■ What to produce ■
Each entry in the listing must be set down again word for word.

Segment Start: Extracted records

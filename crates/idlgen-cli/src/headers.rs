//! # Wire Struct Headers
//!
//! Finds `typedef struct Wire_<Base>` definitions in a directory of C
//! headers so that `idlgen stubs` can emit one struct publish function per
//! wire struct alongside the JSON ones.

use std::path::{Path, PathBuf};

use anyhow::{anyhow, bail, Result};
use regex::Regex;

/// A `Wire_*` struct found in a header.
#[derive(Debug, Clone, PartialEq, Eq)]
pub struct WireStruct {
    /// The C type name, e.g. `Wire_P_NSTEL_C_Speed`.
    pub full: String,
    /// The type name without the `Wire_` prefix.
    pub base: String,
    /// File name of the header that defines it.
    pub header: String,
    /// Topic the struct is published on.
    pub topic_name: String,
    /// Qualified type name sent with each publish.
    pub type_name: String,
}

impl WireStruct {
    /// Topic and type name taken from a `Wire struct for <Canonical>` doc
    /// comment.
    fn documented(full: &str, base: &str, header: &str, canonical: &str) -> Self {
        Self {
            full: full.to_string(),
            base: base.to_string(),
            header: header.to_string(),
            topic_name: canonical.replace("::", "__"),
            type_name: canonical.to_string(),
        }
    }

    /// Topic and type name guessed from the base name: the first `_`
    /// separates the module from the struct.
    fn guessed(full: &str, base: &str, header: &str) -> Self {
        Self {
            full: full.to_string(),
            base: base.to_string(),
            header: header.to_string(),
            topic_name: base.replacen('_', "__", 1),
            type_name: base.replacen('_', "::", 1),
        }
    }
}

/// Compiled patterns for recognizing wire structs.
pub struct WireStructScanner {
    documented: Regex,
    bare: Regex,
}

impl WireStructScanner {
    pub fn new() -> Result<Self> {
        let documented = Regex::new(
            r"(?s)/\*\*.*?Wire struct for ([\w:]+).*?\*/\s*typedef struct (Wire_(\w+))",
        )
        .map_err(|e| anyhow!("failed to compile wire struct comment regex: {e}"))?;
        let bare = Regex::new(r"typedef struct (Wire_(\w+))")
            .map_err(|e| anyhow!("failed to compile wire struct regex: {e}"))?;
        Ok(Self { documented, bare })
    }

    /// Wire structs defined in one header's `content`.
    ///
    /// Doc-commented definitions win. Only a header with none of them falls
    /// back to guessing names from every bare `typedef struct Wire_*`.
    pub fn scan(&self, header: &str, content: &str) -> Vec<WireStruct> {
        let documented: Vec<_> = self
            .documented
            .captures_iter(content)
            .map(|c| WireStruct::documented(&c[2], &c[3], header, &c[1]))
            .collect();
        if !documented.is_empty() {
            return documented;
        }
        self.bare
            .captures_iter(content)
            .map(|c| WireStruct::guessed(&c[1], &c[2], header))
            .collect()
    }
}

/// Every `*.h` file directly inside `dir`, sorted.
pub fn header_files(dir: &Path) -> Result<Vec<PathBuf>> {
    if !dir.is_dir() {
        bail!("struct directory {} is not a directory", dir.display());
    }
    let pattern = format!("{}/*.h", glob::Pattern::escape(&dir.display().to_string()));
    let mut files = Vec::new();
    for entry in glob::glob(&pattern)? {
        match entry {
            Ok(path) if path.is_file() => files.push(path),
            Ok(_) => {}
            Err(err) => tracing::warn!(%err, "skipping unreadable directory entry"),
        }
    }
    files.sort();
    Ok(files)
}

/// Wire structs from every header in `dir`, plus the header file names.
///
/// A struct whose C type name was already found in an earlier header is
/// skipped.
pub fn scan_struct_headers(dir: &Path) -> Result<(Vec<WireStruct>, Vec<String>)> {
    let scanner = WireStructScanner::new()?;
    let mut structs: Vec<WireStruct> = Vec::new();
    let mut headers = Vec::new();
    for path in header_files(dir)? {
        let header = path
            .file_name()
            .map(|n| n.to_string_lossy().into_owned())
            .unwrap_or_default();
        let content = match std::fs::read_to_string(&path) {
            Ok(content) => content,
            Err(err) => {
                tracing::warn!(path = %path.display(), %err, "skipping unreadable header");
                continue;
            }
        };
        for wire in scanner.scan(&header, &content) {
            if structs.iter().any(|w| w.full == wire.full) {
                tracing::debug!(name = %wire.full, header = %header, "duplicate wire struct");
                continue;
            }
            structs.push(wire);
        }
        headers.push(header);
    }
    Ok((structs, headers))
}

Segment End: Extracted records

■ Task answer ■
filename crates/idlgen-cli/src/headers.rs
//! # Wire Struct Headers
//!
//! Finds `typedef struct Wire_<Base>` definitions in a directory of C
//! headers so that `idlgen stubs` can emit one struct publish function per
//! wire struct alongside the JSON ones.

use std::path::{Path, PathBuf};

use anyhow::{anyhow, bail, Result};
use regex::Regex;

/// A `Wire_*` struct found in a header.
#[derive(Debug, Clone, PartialEq, Eq)]
pub struct WireStruct {
    /// The C type name, e.g. `Wire_P_NSTEL_C_Speed`.
    pub full: String,
    /// The type name without the `Wire_` prefix.
    pub base: String,
    /// File name of the header that defines it.
    pub header: String,
    /// Topic the struct is published on.
    pub topic_name: String,
    /// Qualified type name sent with each publish.
    pub type_name: String,
}

impl WireStruct {
    /// Topic and type name taken from a `Wire struct for <Canonical>` doc
    /// comment.
    fn documented(full: &str, base: &str, header: &str, canonical: &str) -> Self {
        Self {
            full: full.to_string(),
            base: base.to_string(),
            header: header.to_string(),
            topic_name: canonical.replace("::", "__"),
            type_name: canonical.to_string(),
        }
    }

    /// Topic and type name guessed from the base name: the first `_`
    /// separates the module from the struct.
    fn guessed(full: &str, base: &str, header: &str) -> Self {
        Self {
            full: full.to_string(),
            base: base.to_string(),
            header: header.to_string(),
            topic_name: base.replacen('_', "__", 1),
            type_name: base.replacen('_', "::", 1),
        }
    }
}

/// Compiled patterns for recognizing wire structs.
pub struct WireStructScanner {
    documented: Regex,
    bare: Regex,
}

impl WireStructScanner {
    pub fn new() -> Result<Self> {
        let documented = Regex::new(
            r"(?s)/\*\*.*?Wire struct for ([\w:]+).*?\*/\s*typedef struct (Wire_(\w+))",
        )
        .map_err(|e| anyhow!("failed to compile wire struct comment regex: {e}"))?;
        let bare = Regex::new(r"typedef struct (Wire_(\w+))")
            .map_err(|e| anyhow!("failed to compile wire struct regex: {e}"))?;
        Ok(Self { documented, bare })
    }

    /// Wire structs defined in one header's `content`.
    ///
    /// Doc-commented definitions win. Only a header with none of them falls
    /// back to guessing names from every bare `typedef struct Wire_*`.
    pub fn scan(&self, header: &str, content: &str) -> Vec<WireStruct> {
        let documented: Vec<_> = self
            .documented
            .captures_iter(content)
            .map(|c| WireStruct::documented(&c[2], &c[3], header, &c[1]))
            .collect();
        if !documented.is_empty() {
            return documented;
        }
        self.bare
            .captures_iter(content)
            .map(|c| WireStruct::guessed(&c[1], &c[2], header))
            .collect()
    }
}

/// Every `*.h` file directly inside `dir`, sorted.
pub fn header_files(dir: &Path) -> Result<Vec<PathBuf>> {
    if !dir.is_dir() {
        bail!("struct directory {} is not a directory", dir.display());
    }
    let pattern = format!("{}/*.h", glob::Pattern::escape(&dir.display().to_string()));
    let mut files = Vec::new();
    for entry in glob::glob(&pattern)? {
        match entry {
            Ok(path) if path.is_file() => files.push(path),
            Ok(_) => {}
            Err(err) => tracing::warn!(%err, "skipping unreadable directory entry"),
        }
    }
    files.sort();
    Ok(files)
}

/// Wire structs from every header in `dir`, plus the header file names.
///
/// A struct whose C type name was already found in an earlier header is
/// skipped.
pub fn scan_struct_headers(dir: &Path) -> Result<(Vec<WireStruct>, Vec<String>)> {
    let scanner = WireStructScanner::new()?;
    let mut structs: Vec<WireStruct> = Vec::new();
    let mut headers = Vec::new();
    for path in header_files(dir)? {
        let header = path
            .file_name()
            .map(|n| n.to_string_lossy().into_owned())
            .unwrap_or_default();
        let content = match std::fs::read_to_string(&path) {
            Ok(content) => content,
            Err(err) => {
                tracing::warn!(path = %path.display(), %err, "skipping unreadable header");
                continue;
            }
        };
        for wire in scanner.scan(&header, &content) {
            if structs.iter().any(|w| w.full == wire.full) {
                tracing::debug!(name = %wire.full, header = %header, "duplicate wire struct");
                continue;
            }
            structs.push(wire);
        }
        headers.push(header);
    }
    Ok((structs, headers))
}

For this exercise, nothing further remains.